**Task brief:** Each line that has the string "QueueAdmission" must be copied from the records below.

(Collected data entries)
####################

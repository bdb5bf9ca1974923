//! Structured logging initialization.

use tracing_subscriber::{layer::SubscriberExt, util::SubscriberInitExt};

/// Initialize the tracing subscriber. The `RUST_LOG` environment variable
/// wins over the configured level.
pub fn init(log_level: &str) {
    tracing_subscriber::registry()
        .with(
            tracing_subscriber::EnvFilter::try_from_default_env()
                .unwrap_or_else(|_| format!("build_gateway={log_level},tower_http=warn").into()),
        )
        .with(tracing_subscriber::fmt::layer())
        .init();
}
//! Security gateway for a multi-tenant build and deploy API.
//!
//! Fronts the build API and enforces, in order: size ceilings, header
//! hygiene, authentication, authorization and namespace isolation, rate
//! and admission limits, structural guards, injection defense, and
//! outbound secret redaction.

use std::path::PathBuf;

use clap::Parser;
use tokio::net::TcpListener;

use build_gateway::config::{loader, watcher};
use build_gateway::observability::{logging, metrics};
use build_gateway::{GatewayConfig, HttpServer, Shutdown};

#[derive(Parser)]
#[command(name = "build-gateway", about = "Request-path security gateway")]
struct Args {
    /// Path to the TOML configuration file. Defaults apply when omitted.
    #[arg(short, long)]
    config: Option<PathBuf>,
}

#[tokio::main]
async fn main() -> Result<(), Box<dyn std::error::Error>> {
    let args = Args::parse();

    let config = match &args.config {
        Some(path) => loader::load_config(path)?,
        None => GatewayConfig::default(),
    };
    logging::init(&config.observability.log_level);

    tracing::info!(
        bind_address = %config.listener.bind_address,
        upstream = %config.upstream.address,
        max_connections = config.listener.max_connections,
        rate_limit = config.rate_limit.limit,
        "Configuration loaded"
    );

    if config.observability.metrics_enabled {
        match config.observability.metrics_address.parse() {
            Ok(addr) => metrics::init_metrics(addr),
            Err(_) => tracing::error!(
                metrics_address = %config.observability.metrics_address,
                "Failed to parse metrics address"
            ),
        }
    }

    let listener = TcpListener::bind(&config.listener.bind_address).await?;
    let server = HttpServer::from_config(config);

    // Hot reload when a config file is in play.
    let mut watcher_guard = None;
    if let Some(path) = &args.config {
        match watcher::watch(path) {
            Ok((guard, updates)) => {
                server.spawn_reload(updates);
                watcher_guard = Some(guard);
            }
            Err(e) => tracing::error!(error = %e, "Failed to start config watcher"),
        }
    }

    let shutdown = Shutdown::new();
    shutdown.trigger_on_ctrl_c();

    server.run(listener, shutdown.subscribe()).await?;
    drop(watcher_guard);
    Ok(())
}
//! Pending-work admission ceiling.
//!
//! Flood prevention upstream of any async processing: once the pending
//! counter hits capacity, admission is refused immediately. The counter
//! never exceeds its ceiling.

use std::sync::atomic::{AtomicUsize, Ordering};
use std::sync::Arc;

pub struct QueueAdmission {
    pending: AtomicUsize,
    capacity: usize,
}

impl QueueAdmission {
    pub fn new(capacity: usize) -> Arc<Self> {
        Arc::new(Self {
            pending: AtomicUsize::new(0),
            capacity,
        })
    }

    /// Admit one unit of pending work, or `None` at capacity.
    pub fn try_admit(self: &Arc<Self>) -> Option<QueuePermit> {
        let admitted = self
            .pending
            .fetch_update(Ordering::AcqRel, Ordering::Acquire, |current| {
                (current < self.capacity).then_some(current + 1)
            })
            .is_ok();
        admitted.then(|| QueuePermit {
            queue: Arc::clone(self),
        })
    }

    pub fn pending(&self) -> usize {
        self.pending.load(Ordering::Acquire)
    }

    pub fn capacity(&self) -> usize {
        self.capacity
    }
}

/// An admitted unit of pending work; dropping it frees the slot.
pub struct QueuePermit {
    queue: Arc<QueueAdmission>,
}

impl Drop for QueuePermit {
    fn drop(&mut self) {
        self.queue.pending.fetch_sub(1, Ordering::AcqRel);
    }
}
//! IAM-style least-privilege analysis.

use super::document::PolicyDocument;
use super::PolicyFinding;

/// Actions that grant or extend privileges regardless of resource scope.
const ESCALATION_ACTIONS: &[&str] = &[
    "iam:PutUserPolicy",
    "iam:PutRolePolicy",
    "iam:PutGroupPolicy",
    "iam:AttachUserPolicy",
    "iam:AttachRolePolicy",
    "iam:AttachGroupPolicy",
    "iam:CreatePolicyVersion",
    "iam:SetDefaultPolicyVersion",
    "iam:UpdateAssumeRolePolicy",
    "iam:CreateAccessKey",
    "iam:PassRole",
    "sts:AssumeRole",
];

/// Analyze a policy document. Flags, per Allow statement:
/// wildcard principal; wildcard action or resource without a compensating
/// condition; known privilege-escalation actions.
pub fn analyze_policy(doc: &PolicyDocument) -> Vec<PolicyFinding> {
    let mut findings = Vec::new();

    for (idx, stmt) in doc.statements.iter().enumerate() {
        if !stmt.is_allow() {
            continue;
        }
        let sid = stmt
            .sid
            .clone()
            .unwrap_or_else(|| format!("statement[{idx}]"));

        if stmt.has_wildcard_principal() {
            findings.push(PolicyFinding::critical(
                "wildcard_principal",
                format!("{sid}: Allow with principal \"*\""),
            ));
        }

        let unconditioned = stmt.condition.is_none();
        if unconditioned && stmt.actions.iter().any(|a| a == "*" || a.ends_with(":*")) {
            findings.push(PolicyFinding::critical(
                "wildcard_action",
                format!("{sid}: wildcard action without condition"),
            ));
        }
        if unconditioned && stmt.resources.iter().any(|r| r == "*") {
            findings.push(PolicyFinding::warning(
                "wildcard_resource",
                format!("{sid}: wildcard resource without condition"),
            ));
        }

        for action in &stmt.actions {
            if ESCALATION_ACTIONS
                .iter()
                .any(|esc| esc.eq_ignore_ascii_case(action))
            {
                findings.push(PolicyFinding::critical(
                    "privilege_escalation",
                    format!("{sid}: action {action} enables privilege escalation"),
                ));
            }
        }
    }

    findings
}

#[cfg(test)]
mod tests {
    use super::*;

    #[test]
    fn flags_wildcard_principal_in_allow() {
        let doc = PolicyDocument::parse(
            r#"{"Statement": {"Effect": "Allow", "Principal": {"AWS": "*"}, "Action": "s3:GetObject", "Resource": "arn:aws:s3:::b/*"}}"#,
        )
        .unwrap();
        let findings = analyze_policy(&doc);
        assert!(findings.iter().any(|f| f.code == "wildcard_principal"));
    }

    #[test]
    fn deny_statements_are_not_flagged() {
        let doc = PolicyDocument::parse(
            r#"{"Statement": {"Effect": "Deny", "Principal": "*", "Action": "*", "Resource": "*"}}"#,
        )
        .unwrap();
        assert!(analyze_policy(&doc).is_empty());
    }

    #[test]
    fn flags_wildcard_action_without_condition() {
        let doc = PolicyDocument::parse(
            r#"{"Statement": {"Effect": "Allow", "Action": "s3:*", "Resource": "arn:aws:s3:::b"}}"#,
        )
        .unwrap();
        let findings = analyze_policy(&doc);
        assert!(findings.iter().any(|f| f.code == "wildcard_action"));
    }

    #[test]
    fn condition_compensates_wildcard() {
        let doc = PolicyDocument::parse(
            r#"{"Statement": {
                "Effect": "Allow", "Action": "s3:*", "Resource": "*",
                "Condition": {"StringEquals": {"aws:SourceVpce": "vpce-123"}}
            }}"#,
        )
        .unwrap();
        let findings = analyze_policy(&doc);
        assert!(!findings.iter().any(|f| f.code == "wildcard_action"));
        assert!(!findings.iter().any(|f| f.code == "wildcard_resource"));
    }

    #[test]
    fn flags_escalation_actions_even_when_scoped() {
        let doc = PolicyDocument::parse(
            r#"{"Statement": {
                "Effect": "Allow",
                "Action": ["iam:PassRole", "s3:GetObject"],
                "Resource": "arn:aws:iam::123:role/builder",
                "Condition": {"StringEquals": {"aws:SourceAccount": "123"}}
            }}"#,
        )
        .unwrap();
        let findings = analyze_policy(&doc);
        assert!(findings.iter().any(|f| f.code == "privilege_escalation"));
    }

    #[test]
    fn least_privilege_policy_is_clean() {
        let doc = PolicyDocument::parse(
            r#"{"Statement": {
                "Effect": "Allow",
                "Action": ["s3:GetObject", "s3:PutObject"],
                "Resource": "arn:aws:s3:::builds/ns-a/*"
            }}"#,
        )
        .unwrap();
        assert!(analyze_policy(&doc).is_empty());
    }
}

####################

**Exercise answer:**
pub struct QueueAdmission {
impl QueueAdmission {
    queue: Arc<QueueAdmission>,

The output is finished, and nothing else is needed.